The resulting source patches to accomplish this integration are not,
in our opinion, ready for a proposal
on this mailing list yet for the following reasons:
- we would need to re-base on 2.3 and/or 2.4. Can someone confirm ?
- the source patches are quite large.
initd.sysconfig.patch : 3 files changed, 37
insertions(+), 16 deletions(-)
sentinel.patch : 50 files changed, 3334
insertions(+), 28 deletions(-)
sgimpi.patch : 18 files changed, 1089
insertions(+), 5 deletions(-)
slurm.modulefile.patch : 1 file changed, 28 insertions(+)
We need some guidance on an acceptable process for the slurm community for
submitting above patches. I presume a documented ( details, do,
don't, why, ... )
approach is probably required.
Note the source RPM is, of course, shipped on the SGI SLURM iso.
Please let me know if you'd like to look at it.

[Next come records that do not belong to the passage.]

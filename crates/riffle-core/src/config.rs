//! Configuration for a storage core.

use std::path::PathBuf;

/// Options recognized by a [`crate::StorageCore`].
#[derive(Debug, Clone)]
pub struct CoreOptions {
    /// Filesystem root of the core. Created on first start, survives
    /// restarts, and is never deleted by the core itself.
    pub db_path: PathBuf,
    /// TTL for user data in seconds; values at or below 0 disable TTL.
    pub ttl_seconds: i64,
    /// Fsync every atomic batch.
    pub sync_writes: bool,
    /// Prefer hard-link checkpoints (`true`, default) over full-copy
    /// backups (`false`). Both satisfy the same snapshot contracts.
    pub fast_snapshot: bool,
    /// Periodically log approximate count/size of the data namespace.
    pub open_statistics_collector: bool,
    /// Interval for the statistics collector.
    pub statistics_callback_interval_seconds: u64,
    /// Optional JSON tuning file for the data store engine.
    pub db_options_file: Option<PathBuf>,
    /// Optional JSON tuning file for the instruction log engine.
    pub log_options_file: Option<PathBuf>,
}

impl CoreOptions {
    /// Options rooted at `db_path` with defaults everywhere else.
    #[must_use]
    pub fn new(db_path: impl Into<PathBuf>) -> Self {
        Self {
            db_path: db_path.into(),
            ttl_seconds: 0,
            sync_writes: false,
            fast_snapshot: true,
            open_statistics_collector: false,
            statistics_callback_interval_seconds: 600,
            db_options_file: None,
            log_options_file: None,
        }
    }

    /// Effective TTL in seconds, 0 when disabled.
    #[must_use]
    pub fn effective_ttl(&self) -> u64 {
        u64::try_from(self.ttl_seconds).unwrap_or(0)
    }
}
#[cfg(test)]
mod tests {
    use super::*;
    use std::sync::atomic::{AtomicUsize, Ordering};

    fn open(dir: &Path) -> KvStore {
        KvStore::open(dir, StoreOptions::default()).unwrap()
    }

    fn put_batch(entries: &[(&[u8], &[u8])]) -> WriteBatch {
        let mut batch = WriteBatch::new();
        for (k, v) in entries {
            batch.put(Namespace::Data, *k, *v);
        }
        batch
    }

    #[test]
    fn test_write_and_get() {
        let dir = tempfile::tempdir().unwrap();
        let store = open(dir.path());

        store.write_batch(put_batch(&[(b"k1", b"v1"), (b"k2", b"v2")])).unwrap();
        assert_eq!(store.get(Namespace::Data, b"k1").unwrap(), Some(b"v1".to_vec()));
        assert_eq!(store.get(Namespace::Data, b"k2").unwrap(), Some(b"v2".to_vec()));
        assert_eq!(store.get(Namespace::Data, b"k3").unwrap(), None);
    }

    #[test]
    fn test_delete_shadows_flushed_value() {
        let dir = tempfile::tempdir().unwrap();
        let store = open(dir.path());

        store.write_batch(put_batch(&[(b"k", b"v")])).unwrap();
        store.flush(Namespace::Data).unwrap();

        let mut batch = WriteBatch::new();
        batch.delete(Namespace::Data, b"k".to_vec());
        store.write_batch(batch).unwrap();

        assert_eq!(store.get(Namespace::Data, b"k").unwrap(), None);
    }

    #[test]
    fn test_reopen_replays_wal() {
        let dir = tempfile::tempdir().unwrap();
        {
            let store = open(dir.path());
            store.write_batch(put_batch(&[(b"k", b"v")])).unwrap();
            store.close().unwrap();
        }
        let store = open(dir.path());
        assert_eq!(store.get(Namespace::Data, b"k").unwrap(), Some(b"v".to_vec()));
    }

    #[test]
    fn test_reopen_after_flush_loads_runs() {
        let dir = tempfile::tempdir().unwrap();
        {
            let store = open(dir.path());
            store.write_batch(put_batch(&[(b"k", b"v")])).unwrap();
            store.flush_all().unwrap();
        }
        let store = open(dir.path());
        assert_eq!(store.get(Namespace::Data, b"k").unwrap(), Some(b"v".to_vec()));
    }

    #[test]
    fn test_scan_is_ordered_and_bounded() {
        let dir = tempfile::tempdir().unwrap();
        let store = open(dir.path());

        store
            .write_batch(put_batch(&[(b"a", b"1"), (b"b", b"2"), (b"c", b"3"), (b"d", b"4")]))
            .unwrap();
        store.flush(Namespace::Data).unwrap();
        store.write_batch(put_batch(&[(b"b", b"2b")])).unwrap();

        let range = ScanRange::between(Some(b"b".to_vec()), Some(b"d".to_vec()), true, false);
        let got: Vec<_> = store.scan(Namespace::Data, &range).unwrap().collect();
        assert_eq!(
            got,
            vec![
                (b"b".to_vec(), b"2b".to_vec()),
                (b"c".to_vec(), b"3".to_vec()),
            ]
        );
    }

    #[test]
    fn test_scan_is_point_in_time() {
        let dir = tempfile::tempdir().unwrap();
        let store = open(dir.path());

        store.write_batch(put_batch(&[(b"a", b"1")])).unwrap();
        let scan = store.scan(Namespace::Data, &ScanRange::all()).unwrap();
        store.write_batch(put_batch(&[(b"b", b"2")])).unwrap();

        let got: Vec<_> = scan.collect();
        assert_eq!(got.len(), 1, "iterator must not see writes after creation");
    }

    #[test]
    fn test_namespaces_are_disjoint() {
        let dir = tempfile::tempdir().unwrap();
        let store = open(dir.path());

        let mut batch = WriteBatch::new();
        batch.put(Namespace::Data, b"k".to_vec(), b"data".to_vec());
        batch.put(Namespace::Meta, b"k".to_vec(), b"meta".to_vec());
        store.write_batch(batch).unwrap();

        assert_eq!(store.get(Namespace::Data, b"k").unwrap(), Some(b"data".to_vec()));
        assert_eq!(store.get(Namespace::Meta, b"k").unwrap(), Some(b"meta".to_vec()));
    }

    #[test]
    fn test_batch_is_atomic_across_namespaces_on_replay() {
        let dir = tempfile::tempdir().unwrap();
        {
            let store = open(dir.path());
            let mut batch = WriteBatch::new();
            batch.put(Namespace::Data, b"k".to_vec(), b"v".to_vec());
            batch.put(Namespace::Meta, b"clock".to_vec(), b"7".to_vec());
            store.write_batch(batch).unwrap();
        }
        let store = open(dir.path());
        assert_eq!(store.get(Namespace::Data, b"k").unwrap(), Some(b"v".to_vec()));
        assert_eq!(store.get(Namespace::Meta, b"clock").unwrap(), Some(b"7".to_vec()));
    }

    #[test]
    fn test_compact_drops_tombstones() {
        let dir = tempfile::tempdir().unwrap();
        let store = open(dir.path());

        store.write_batch(put_batch(&[(b"a", b"1"), (b"b", b"2")])).unwrap();
        store.flush(Namespace::Data).unwrap();
        let mut batch = WriteBatch::new();
        batch.delete(Namespace::Data, b"a".to_vec());
        store.write_batch(batch).unwrap();

        store.compact().unwrap();

        assert_eq!(store.get(Namespace::Data, b"a").unwrap(), None);
        assert_eq!(store.get(Namespace::Data, b"b").unwrap(), Some(b"2".to_vec()));
        assert_eq!(store.approximate_count(Namespace::Data).unwrap(), 1);
    }

    #[test]
    fn test_delete_range_spans_memtable_and_runs() {
        let dir = tempfile::tempdir().unwrap();
        let store = open(dir.path());

        store.write_batch(put_batch(&[(b"a", b"1"), (b"c", b"3")])).unwrap();
        store.flush(Namespace::Data).unwrap();
        store.write_batch(put_batch(&[(b"b", b"2"), (b"d", b"4")])).unwrap();

        store.delete_range(Namespace::Data, b"a", b"d").unwrap();

        assert_eq!(store.get(Namespace::Data, b"a").unwrap(), None);
        assert_eq!(store.get(Namespace::Data, b"b").unwrap(), None);
        assert_eq!(store.get(Namespace::Data, b"c").unwrap(), None);
        assert_eq!(store.get(Namespace::Data, b"d").unwrap(), Some(b"4".to_vec()));
    }

    #[test]
    fn test_delete_range_survives_reopen() {
        let dir = tempfile::tempdir().unwrap();
        {
            let store = open(dir.path());
            store.write_batch(put_batch(&[(b"a", b"1"), (b"b", b"2"), (b"c", b"3")])).unwrap();
            store.flush(Namespace::Data).unwrap();
            store.delete_range(Namespace::Data, b"a", b"c").unwrap();
        }
        let store = open(dir.path());
        assert_eq!(store.get(Namespace::Data, b"a").unwrap(), None);
        assert_eq!(store.get(Namespace::Data, b"b").unwrap(), None);
        assert_eq!(store.get(Namespace::Data, b"c").unwrap(), Some(b"3".to_vec()));
    }

    #[test]
    fn test_ttl_hides_expired_and_compaction_reclaims() {
        let dir = tempfile::tempdir().unwrap();
        let store = KvStore::open(
            dir.path(),
            StoreOptions {
                ttl_seconds: 1,
                ..StoreOptions::default()
            },
        )
        .unwrap();

        let mut batch = WriteBatch::new();
        batch.put(Namespace::Data, b"k".to_vec(), b"v".to_vec());
        batch.put(Namespace::Meta, b"clock".to_vec(), b"5".to_vec());
        store.write_batch(batch).unwrap();

        assert_eq!(store.get(Namespace::Data, b"k").unwrap(), Some(b"v".to_vec()));

        std::thread::sleep(std::time::Duration::from_millis(1500));
        assert_eq!(store.get(Namespace::Data, b"k").unwrap(), None);

        store.compact().unwrap();
        assert_eq!(store.get(Namespace::Data, b"k").unwrap(), None);
        assert_eq!(store.approximate_count(Namespace::Data).unwrap(), 0);
        // Meta namespace is exempt from TTL.
        assert_eq!(store.get(Namespace::Meta, b"clock").unwrap(), Some(b"5".to_vec()));
    }

    #[test]
    fn test_image_into_hard_link_round_trip() {
        let dir = tempfile::tempdir().unwrap();
        let image = tempfile::tempdir().unwrap();
        let store = open(dir.path());

        store.write_batch(put_batch(&[(b"k1", b"v1"), (b"k2", b"v2")])).unwrap();
        let target = image.path().join("snap");
        store.image_into(&target, ImageMode::HardLink).unwrap();

        // Writes after the image must not leak into it.
        store.write_batch(put_batch(&[(b"k3", b"v3")])).unwrap();

        let copy = open(&target);
        assert_eq!(copy.get(Namespace::Data, b"k1").unwrap(), Some(b"v1".to_vec()));
        assert_eq!(copy.get(Namespace::Data, b"k2").unwrap(), Some(b"v2".to_vec()));
        assert_eq!(copy.get(Namespace::Data, b"k3").unwrap(), None);
    }

    #[test]
    fn test_closed_store_fails_fast() {
        let dir = tempfile::tempdir().unwrap();
        let store = open(dir.path());
        store.close().unwrap();

        assert!(matches!(
            store.get(Namespace::Data, b"k"),
            Err(StorageError::Closed)
        ));
        assert!(matches!(
            store.write_batch(WriteBatch::new()),
            Err(StorageError::Closed)
        ));
    }

    #[test]
    fn test_flush_event_fires_outside_lock() {
        let dir = tempfile::tempdir().unwrap();
        let store = open(dir.path());
        let flushes = Arc::new(AtomicUsize::new(0));
        let seen = Arc::clone(&flushes);
        store.set_event_sink(Box::new(move |event| {
            if matches!(event, StoreEvent::FlushCompleted(Namespace::Data)) {
                seen.fetch_add(1, Ordering::SeqCst);
            }
        }));

        store.write_batch(put_batch(&[(b"k", b"v")])).unwrap();
        store.flush(Namespace::Data).unwrap();
        assert_eq!(flushes.load(Ordering::SeqCst), 1);

        // Empty memtable flush emits nothing.
        store.flush(Namespace::Data).unwrap();
        assert_eq!(flushes.load(Ordering::SeqCst), 1);
    }

    #[test]
    fn test_approximate_size_zero_when_empty() {
        let dir = tempfile::tempdir().unwrap();
        let store = open(dir.path());
        assert_eq!(store.approximate_size(Namespace::Data).unwrap(), 0);

        store.write_batch(put_batch(&[(b"k", b"v")])).unwrap();
        assert!(store.approximate_size(Namespace::Data).unwrap() > 0);
    }
}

We hope to integrate the above into the stock SLURM release in
the following year.
- we believe a safe soak time ( customer's reported bug to us, etc
... ) is necessary.
- initial SGI release support ALTIX ICE Cluster. We don't support
large SSI yet ( UV
1024 cores for example ) because it would require additional
required optimizations
for such big machines. In particular, proctrack/job_acct_gather
need to relieve pressure
on reading the entire /proc/<all_pids>/stat. Why ? Because, on an
idle 512 CPU machines,
we have:
#nproc=8867 #kthreads=8813 kthreads/nproc= 99.39%
In other words, kthreads are useless to scan over and over every
all_user_job/all_step.
I am working on a separate solution ( GPL ) to
scan-once-and-for-all-and-share
those kthreads, hence relieving pressure. That separate solution
would then be
integrated into slurm in a form of an optional option:
- dlopen the optional library
- if there: use it
- else : continue as before.
In addition, the SGI MPI plugin would require some adjustments for
SSI machines.
Cheers
--
-----------------------------------------------------------
Michel Bourget - SGI - Linux Software Engineering
"Past BIOS POST, everything else is extra" (travis)
-----------------------------------------------------------